Condiment container engineering

We’re in the middle of prime cookout season, and I’ve been fighting with ketchup and mustard bottles.

When I was a kid, fighting with ketchup bottles was commonplace. The bottles were glass, and if the bottle was full enough and the ketchup thick enough, it took a long time—and maybe a few good whacks on the bottom—for the ketchup to come out.

Glass ketchup bottle

Heinz had a longstanding ad campaign that tried to cast this bug as a feature. It wasn’t the bottle’s fault, said the ads, Heinz ketchup was just so darned thick and rich and good that it had to come out of the bottle slowly.

Later, Heinz used Carly Simon’s “Anticipation” as its jingle.

There were tricks to getting ketchup to pour out more quickly. The most important one was not to turn the bottle completely upside down, because that clogged the neck and prevented makeup air from entering the bottle to relieve the partial vacuum behind the clog. And jiggling the bottle usually worked better than hitting the bottom—it certainly lowered the chance of a big glob plopping out at once.

But even if you tried all the tricks, sometimes the ketchup just took forever to reach your burger.

Mustard, being generally thicker than ketchup, was usually sold in glass jars instead of bottles. There was no pouring problem, but you did need a knife to get the mustard out and spread it.

Glass mustard jar

Diners and burger joints, who wanted their customers in and out fast and didn’t want to deal with the mess of mustardy knives, used squeeze bottles, which their staff refilled periodically.

Diner-style squeeze bottles

These squeeze bottles were great at dispensing, but they weren’t appropriate for consumer sales because their spouts were open to the air. Condiment container engineers got to work and added the features needed to turn plastic squeeze bottles into something that could be shipped and sold in grocery stores.

Plastic ketchup squeeze bottlePlastic mustard squeeze bottle

These, in my opinion, were the apotheosis of condiment storage and delivery technology, but they were not without their problems.

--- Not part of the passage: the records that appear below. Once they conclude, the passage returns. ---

use crate::metadata::get_handler_metadata;
use crate::models::AssetNode;
use crate::settings::default_settings;
use std::sync::Arc;

struct Frame<'a> {
    node: &'a Arc<AssetNode>,
    next_child: usize,
    kept: Vec<Arc<AssetNode>>,
    changed: bool,
}

impl<'a> Frame<'a> {
    fn new(node: &'a Arc<AssetNode>) -> Self {
        Self {
            node,
            next_child: 0,
            kept: Vec::new(),
            changed: false,
        }
    }

    fn finish(self) -> Arc<AssetNode> {
        if !self.changed {
            return Arc::clone(self.node);
        }
        Arc::new(self.node.with_replaced_children(Some(self.kept)))
    }
}

pub fn is_asset_included(asset: &AssetNode, handler_id: &str) -> bool {
    !get_handler_metadata(handler_id, asset.metadata.as_deref())
        .map(|entry| entry.is_excluded())
        .unwrap_or(false)
}

/// Drops every asset the file handler marked `include: false`, together with
/// its whole subtree.
pub fn filter_included_file_assets(asset: &Arc<AssetNode>) -> Option<Arc<AssetNode>> {
    filter_included_assets_with(asset, &default_settings().file_handler_id)
}

/// Filters by an arbitrary handler's include flag.
///
/// The input is never modified. Nodes on a path to a removed child are copied;
/// subtrees with nothing removed are returned as the same `Arc`, so filtering
/// an already filtered tree hands back the identical tree.
pub fn filter_included_assets_with(asset: &Arc<AssetNode>, handler_id: &str) -> Option<Arc<AssetNode>> {
    if !is_asset_included(asset, handler_id) {
        tracing::debug!(uri = %asset.uri, handler_id, "asset excluded; dropping subtree");
        return None;
    }

    let mut dropped = 0usize;
    let mut stack = vec![Frame::new(asset)];
    loop {
        let Some(top) = stack.last_mut() else {
            return None;
        };
        let node: &Arc<AssetNode> = top.node;
        if let Some(child) = node.child_nodes().get(top.next_child) {
            top.next_child += 1;
            if is_asset_included(child, handler_id) {
                stack.push(Frame::new(child));
            } else {
                top.changed = true;
                dropped += 1;
            }
            continue;
        }

        let finished = match stack.pop() {
            Some(frame) => frame.finish(),
            None => return None,
        };
        match stack.last_mut() {
            Some(parent) => {
                let child = parent.node.child_nodes().get(parent.next_child - 1);
                if !child.is_some_and(|original| Arc::ptr_eq(original, &finished)) {
                    parent.changed = true;
                }
                parent.kept.push(finished);
            }
            None => {
                tracing::debug!(uri = %asset.uri, dropped, "filtered asset tree");
                return Some(finished);
            }
        }
    }
}

#[cfg(test)]
mod tests {
    use super::*;
    use crate::locator::find_descendant_asset_by_uri;
    use crate::models::HandlerMetadata;
    use serde_json::json;

    fn file_meta(include: bool) -> HandlerMetadata {
        HandlerMetadata::new("StatWrap.FileHandler").with_field("include", json!(include))
    }

    fn asset(uri: &str, include: bool) -> AssetNode {
        AssetNode::new(uri).with_metadata(file_meta(include))
    }

    fn mixed_tree() -> Arc<AssetNode> {
        Arc::new(asset("/Test/Asset", true).with_children(vec![
            asset("/Test/Asset/Child1", false),
            asset("/Test/Asset/Child2", false).with_children(vec![asset("/Test/Asset/Child2/Child1", true)]),
            asset("/Test/Asset/Child3", true).with_children(vec![
                asset("/Test/Asset/Child3/Child1", false),
                asset("/Test/Asset/Child3/Child2", true),
            ]),
        ]))
    }

    #[test]
    fn excluded_root_yields_none() {
        let root = Arc::new(asset("/Test/Asset", false));
        assert!(filter_included_file_assets(&root).is_none());
    }

    #[test]
    fn missing_children_stay_missing() {
        let root = Arc::new(asset("/Test/Asset", true));
        let filtered = filter_included_file_assets(&root).expect("included");
        assert!(filtered.children.is_none());

        let mut empty = asset("/Test/Asset", true);
        empty.children = Some(Vec::new());
        let empty = Arc::new(empty);
        let filtered = filter_included_file_assets(&empty).expect("included");
        assert_eq!(filtered.children.as_ref().map(Vec::len), Some(0));
    }

    #[test]
    fn all_children_excluded_leaves_empty_children() {
        let root = Arc::new(asset("/Test/Asset", true).with_children(vec![
            asset("/Test/Asset/Child1", false),
            asset("/Test/Asset/Child2", false),
        ]));
        let filtered = filter_included_file_assets(&root).expect("included");
        assert_eq!(filtered.children.as_ref().map(Vec::len), Some(0));
    }

    #[test]
    fn keeps_included_children_in_order() {
        let root = Arc::new(asset("/Test/Asset", true).with_children(vec![
            asset("/Test/Asset/Child1", true),
            asset("/Test/Asset/Child2", false),
            asset("/Test/Asset/Child3", true),
        ]));
        let filtered = filter_included_file_assets(&root).expect("included");
        let uris: Vec<&str> = filtered.child_nodes().iter().map(|child| child.uri.as_str()).collect();
        assert_eq!(uris, vec!["/Test/Asset/Child1", "/Test/Asset/Child3"]);
    }

    #[test]
    fn exclusion_cascades_and_input_is_untouched() {
        let root = mixed_tree();
        let before = (*root).clone();
        let filtered = filter_included_file_assets(&root).expect("included");

        assert_eq!(filtered.child_nodes().len(), 1);
        let child3 = &filtered.child_nodes()[0];
        assert_eq!(child3.uri, "/Test/Asset/Child3");
        assert_eq!(child3.child_nodes().len(), 1);
        assert_eq!(child3.child_nodes()[0].uri, "/Test/Asset/Child3/Child2");
        assert!(find_descendant_asset_by_uri(&filtered, "/Test/Asset/Child2/Child1").is_none());

        assert_eq!(*root, before);
        assert_eq!(root.child_nodes().len(), 3);
        assert_eq!(root.child_nodes()[2].child_nodes()[1].uri, "/Test/Asset/Child3/Child2");
        assert!(find_descendant_asset_by_uri(&root, "/Test/Asset/Child2/Child1").is_some());
    }

    #[test]
    fn untouched_subtrees_are_shared() {
        let root = mixed_tree();
        let filtered = filter_included_file_assets(&root).expect("included");
        let original_leaf = &root.child_nodes()[2].child_nodes()[1];
        let filtered_leaf = &filtered.child_nodes()[0].child_nodes()[0];
        assert!(Arc::ptr_eq(original_leaf, filtered_leaf));
        assert!(!Arc::ptr_eq(&root, &filtered));

        let clean = Arc::new(asset("/clean", true).with_children(vec![asset("/clean/a", true)]));
        let same = filter_included_file_assets(&clean).expect("included");
        assert!(Arc::ptr_eq(&clean, &same));
    }

    #[test]
    fn filtering_is_idempotent() {
        let root = mixed_tree();
        let once = filter_included_file_assets(&root).expect("once");
        let twice = filter_included_file_assets(&once).expect("twice");
        assert_eq!(once, twice);
        assert!(Arc::ptr_eq(&once, &twice));
    }

    #[test]
    fn filtered_copy_carries_all_fields() {
        let root = Arc::new(
            asset("/root", true)
                .with_extra("custom", json!("kept"))
                .with_children(vec![asset("/root/gone", false)]),
        );
        let filtered = filter_included_file_assets(&root).expect("included");
        assert_eq!(filtered.extra.get("custom"), Some(&json!("kept")));
        assert_eq!(filtered.metadata, root.metadata);
    }

    #[test]
    fn non_boolean_include_counts_as_included() {
        let root = Arc::new(AssetNode::new("/root").with_children(vec![
            AssetNode::new("/root/a").with_metadata(
                HandlerMetadata::new("StatWrap.FileHandler").with_field("include", json!("false")),
            ),
            AssetNode::new("/root/b").with_metadata(HandlerMetadata::new("StatWrap.FileHandler")),
            AssetNode::new("/root/c")
                .with_metadata(HandlerMetadata::new("Other.Handler").with_field("include", json!(false))),
        ]));
        let filtered = filter_included_file_assets(&root).expect("included");
        assert_eq!(filtered.child_nodes().len(), 3);
    }

    #[test]
    fn custom_handler_id_is_honoured() {
        let root = Arc::new(AssetNode::new("/root").with_children(vec![AssetNode::new("/root/a")
            .with_metadata(HandlerMetadata::new("Other.Handler").with_field("include", json!(false)))]));
        let filtered = filter_included_assets_with(&root, "Other.Handler").expect("included");
        assert_eq!(filtered.child_nodes().len(), 0);
    }
}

The first problem was separation. Ketchup and mustard that have been sitting for a while tend to get a watery layer that separates out and sits on top of the good stuff. This stuff is disgusting—nobody wants yellow water squeezed out onto their wiener. Vigorous shaking is required before squeezing.

The second problem was the condiment volcano. In my experience, this occurs more often with mustard than ketchup, but I’ve seen it happen with both. It’s almost unheard of in full bottles, but common in warm weather with a half-empty container. You shake the bottle to mix in the water, twist open the spout, turn the bottle over (maybe shaking it a little more to get the mustard down to the spout), and squeeze out a perfect line of mustard. You put the bottle back upright on the table and start eating. A minute or two later, you look up to see mustard flowing slowly up out of the spout and down the sides of the bottle like lava.

What causes this gravity-defying behavior? The ideal gas law. The air in the bottle is cold because it just came out of the fridge. When you turned it over and squeezed, mustard flowed through the spout, and some of it stayed there when you turned the bottle back over. At this point, Jacques Charles and Robert Boyle go to work. The air in the bottle warms and wants to expand, but it’s prevented from expanding by the slug of mustard blocking the spout. So the pressure in the bottle builds until it’s high enough to push the mustard up out of the spout. Voila! A mustard Vesuvius.

I don’t think Heinz or Plochman’s cares about this latter problem, but they have tried to address the separation issue. Their solution has been to put the opening on the bottom of the container.

Upside-down ketchup bottleUpside-down mustard bottle

This doesn’t prevent separation, of course, but it keeps the separated water away from the opening. Ketchup eaters are finally free from the overwhelming burden of shaking the bottle before squeezing! Huzzah! Surely we live in the best of all possible worlds.

Sadly, no. There are always tradeoffs, and it this case there’s more to the new design than simply inverting the bottle. The flip-top cap of the previous generation of squeeze bottle wasn’t good enough to keep ketchup and mustard from leaking out of the inverted bottle, so the cap had to be redesigned.

Engineers often look to nature for design inspiration, and so it was with the new bottle cap. Since the ketchup and mustard were being squeezed out of the ass end of the bottles, the obvious solution to leakage was to install a sphincter.

And so they did. These inverted bottles have plastic seals in the holes in their caps so neither gravity nor the pressure increase that comes from warming air will push the ketchup out. The seals solve the leakage problem but create a problem more annoying than either separation or the mustard volcano.

Basically, the manufacturers have made these inverted bottles so tight-assed that it’s almost impossible to squeeze out a smooth stream, especially when the bottle is more than half empty. Here’s the typical scenario:

It’s no accident that while plastic bottles have almost completely supplanted glass, the upright bottles are still holding their own against the inverted. Enjoy your cookouts this weekend.